Monoamine release of tryptamine and related agents (EC_{50}Tooltip Half maximal effective concentration, nM)
| Compound | 5-HTTooltip Serotonin | NETooltip Norepinephrine | DATooltip Dopamine | Ref |
| Tryptamine | 32.6 | 716 | 164 |  |
| Serotonin | 44.4 | >10,000 | ≥1,960 |  |
| Phenethylamine | >10,000 | 10.9 | 39.5 |  |
| Tyramine | 2,775 | 40.6 | 119 |  |
| 5-Methoxytryptamine | 2,169 | >10,000 | >10,000 |  |
| N-Methyltryptamine | 22.4 | 733 | 321 |  |
| Dimethyltryptamine | 114 | 4,166 | >10,000 |  |
| Psilocin | 561 | >10,000 | >10,000 |  |
| Bufotenin | 30.5 | >10,000 | >10,000 |  |
| 5-MeO-DMT | >10,000 | >10,000 | >10,000 |  |
| α-Methyltryptamine | 21.7–68 | 79–112 | 78.6–180 |  |
| α-Ethyltryptamine | 23.2 | 640 | 232 |  |
| D-Amphetamine | 698–1,765 | 6.6–7.2 | 5.8–24.8 |  |
Notes: The smaller the value, the more strongly the drug releases the neurotransmitter. The assays were done in rat brain synaptosomes and human potencies may be different. See also Monoamine releasing agent § Activity profiles for a larger table with more compounds. Refs:

=== Monoaminergic activity enhancer ===
Tryptamine is a monoaminergic activity enhancer (MAE) of serotonin, norepinephrine, and dopamine in addition to its serotonin receptor agonism. That is, it enhances the action potential-mediated release of these monoamine neurotransmitters. The MAE actions of tryptamine and other MAEs may be mediated by TAAR1 agonism. Synthetic and more potent MAEs like benzofuranylpropylaminopentane (BPAP) and indolylpropylaminopentane (IPAP) have been derived from tryptamine.

=== TAAR1 agonist ===
Tryptamine is an agonist of the trace amine-associated receptor 1 (TAAR1). It is a potent TAAR1 full agonist in rats, a weak TAAR1 full agonist in mice, and a very weak TAAR1 partial agonist in humans. Tryptamine may act as a trace neuromodulator in some species via activation of TAAR1 signaling.
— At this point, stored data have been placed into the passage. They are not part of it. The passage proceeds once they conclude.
use colored::Colorize;
use gridflow_cloud::{ClusterController, StepDispatcher};
use gridflow_core::Node;

pub fn handle(
    controller: &ClusterController,
    dispatcher: &StepDispatcher,
    cluster: Option<&str>,
    step: Option<&str>,
    bootstrap: Option<&str>,
    params: &[String],
) -> anyhow::Result<()> {
    let (doc, kind): (Node, &str) = if let Some(name) = cluster {
        (controller.render(name, params)?, "Cluster")
    } else if let Some(name) = bootstrap {
        (dispatcher.render_bootstrap(name, params)?, "Bootstrap")
    } else if let Some(name) = step {
        (dispatcher.render_step(name, params)?, "Step")
    } else {
        anyhow::bail!("render requires either --cluster, --bootstrap, or --step");
    };

    println!("{} template:\n", kind.bold());
    println!("{}", serde_json::to_string_pretty(&doc.to_json()?)?);
    Ok(())
}
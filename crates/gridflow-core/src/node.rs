//! Template document model
//!
//! A template document is a tree of [`Node`]s. Mappings preserve insertion
//! order so a rendered document reads like the one its author wrote.
//! Generator nodes compute their value at resolution time from the
//! parameter mapping instead of going through string substitution.

use crate::error::{Result, TemplateError};
use crate::params::Params;
use std::sync::Arc;

/// A node whose concrete value is produced at resolution time.
///
/// Implementations receive the full parameter mapping. The returned tree is
/// substituted into the document verbatim, without a further resolution
/// pass over it.
pub trait Generator: Send + Sync {
    fn produce(&self, params: &Params) -> Result<Node>;
}

/// One node of a template document.
#[derive(Clone)]
pub enum Node {
    /// String-keyed mapping, insertion order preserved.
    Map(Vec<(String, Node)>),
    /// Ordered sequence.
    Seq(Vec<Node>),
    Str(String),
    Int(i64),
    Bool(bool),
    Null,
    /// Capability invoked with the parameter mapping during resolution.
    Generator(Arc<dyn Generator>),
}

impl Node {
    /// Look up a key in a mapping node. `None` for non-mapping nodes.
    pub fn get(&self, key: &str) -> Option<&Node> {
        match self {
            Node::Map(pairs) => pairs.iter().find(|(k, _)| k == key).map(|(_, v)| v),
            _ => None,
        }
    }

    /// Mutable lookup of a key in a mapping node.
    pub fn get_mut(&mut self, key: &str) -> Option<&mut Node> {
        match self {
            Node::Map(pairs) => pairs.iter_mut().find(|(k, _)| k == key).map(|(_, v)| v),
            _ => None,
        }
    }

    /// The document's `Name` field, required for registration.
    pub fn name(&self) -> Option<&str> {
        match self.get("Name") {
            Some(Node::Str(s)) => Some(s),
            _ => None,
        }
    }

    /// Insert or replace a key in a mapping node.
    ///
    /// No-op on non-mapping nodes; templates are built in code, so a miss
    /// here is a programming error caught by the registration tests.
    pub fn insert(&mut self, key: impl Into<String>, value: Node) {
        if let Node::Map(pairs) = self {
            let key = key.into();
            match pairs.iter_mut().find(|(k, _)| *k == key) {
                Some((_, v)) => *v = value,
                None => pairs.push((key, value)),
            }
        }
    }

    pub fn as_str(&self) -> Option<&str> {
        match self {
            Node::Str(s) => Some(s),
            _ => None,
        }
    }

    pub fn as_seq(&self) -> Option<&[Node]> {
        match self {
            Node::Seq(items) => Some(items),
            _ => None,
        }
    }

    /// Convert a fully resolved document to JSON for rendering or provider
    /// submission. Fails if a generator node is still present.
    pub fn to_json(&self) -> Result<serde_json::Value> {
        match self {
            Node::Map(pairs) => {
                let mut map = serde_json::Map::with_capacity(pairs.len());
                for (key, value) in pairs {
                    map.insert(key.clone(), value.to_json()?);
                }
                Ok(serde_json::Value::Object(map))
            }
            Node::Seq(items) => Ok(serde_json::Value::Array(
                items
                    .iter()
                    .map(|item| item.to_json())
                    .collect::<Result<Vec<_>>>()?,
            )),
            Node::Str(s) => Ok(serde_json::Value::String(s.clone())),
            Node::Int(n) => Ok(serde_json::Value::Number((*n).into())),
            Node::Bool(b) => Ok(serde_json::Value::Bool(*b)),
            Node::Null => Ok(serde_json::Value::Null),
            Node::Generator(_) => Err(TemplateError::UnresolvedGenerator),
        }
    }
}

impl From<serde_json::Value> for Node {
    fn from(value: serde_json::Value) -> Self {
        match value {
            serde_json::Value::Null => Node::Null,
            serde_json::Value::Bool(b) => Node::Bool(b),
            // Template scalars are integers; a non-integer number has no
            // scalar kind and is carried as its literal text.
            serde_json::Value::Number(n) => n
                .as_i64()
                .map(Node::Int)
                .unwrap_or_else(|| Node::Str(n.to_string())),
            serde_json::Value::String(s) => Node::Str(s),
            serde_json::Value::Array(items) => {
                Node::Seq(items.into_iter().map(Node::from).collect())
            }
            serde_json::Value::Object(map) => Node::Map(
                map.into_iter()
                    .map(|(key, value)| (key, value.into()))
                    .collect(),
            ),
        }
    }
}

impl From<&str> for Node {
    fn from(s: &str) -> Self {
        Node::Str(s.to_string())
    }
}

impl From<String> for Node {
    fn from(s: String) -> Self {
        Node::Str(s)
    }
}

impl From<i64> for Node {
    fn from(n: i64) -> Self {
        Node::Int(n)
    }
}

impl From<bool> for Node {
    fn from(b: bool) -> Self {
        Node::Bool(b)
    }
}

impl std::fmt::Debug for Node {
    fn fmt(&self, f: &mut std::fmt::Formatter<'_>) -> std::fmt::Result {
        match self {
            Node::Map(pairs) => f.debug_map().entries(pairs.iter().map(|(k, v)| (k, v))).finish(),
            Node::Seq(items) => f.debug_list().entries(items).finish(),
            Node::Str(s) => write!(f, "{s:?}"),
            Node::Int(n) => write!(f, "{n}"),
            Node::Bool(b) => write!(f, "{b}"),
            Node::Null => write!(f, "null"),
            Node::Generator(_) => write!(f, "<generator>"),
        }
    }
}

impl PartialEq for Node {
    fn eq(&self, other: &Self) -> bool {
        match (self, other) {
            (Node::Map(a), Node::Map(b)) => a == b,
            (Node::Seq(a), Node::Seq(b)) => a == b,
            (Node::Str(a), Node::Str(b)) => a == b,
            (Node::Int(a), Node::Int(b)) => a == b,
            (Node::Bool(a), Node::Bool(b)) => a == b,
            (Node::Null, Node::Null) => true,
            // Generators compare by identity: two capabilities are only the
            // same node if they are the same allocation.
            (Node::Generator(a), Node::Generator(b)) => Arc::ptr_eq(a, b),
            _ => false,
        }
    }
}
The TAAR1 is a stimulatory G protein-coupled receptor (GPCR) that is weakly expressed in the intracellular compartment of both pre- and postsynaptic neurons. TAAR1 agonists have been implicated in regulating monoaminergic neurotransmission, for instance by activating G protein-coupled inwardly-rectifying potassium channels (GIRKs) and reducing neuronal firing via facilitation of membrane hyperpolarization through the efflux of potassium ions.

TAAR1 agonists are under investigation as a novel treatment for neuropsychiatric conditions like schizophrenia, drug addiction, and depression. The TAAR1 is expressed in brain structures associated with dopamine systems, such as the ventral tegmental area (VTA) and serotonin systems in the dorsal raphe nuclei (DRN). Additionally, the human TAAR1 gene is localized at 6q23.2 on the human chromosome, which is a susceptibility locus for mood disorders and schizophrenia. Activation of TAAR1 suggests a potential novel treatment for neuropsychiatric disorders, as TAAR1 agonists produce antipsychotic-like, anti-addictive, and antidepressant-like effects in animals.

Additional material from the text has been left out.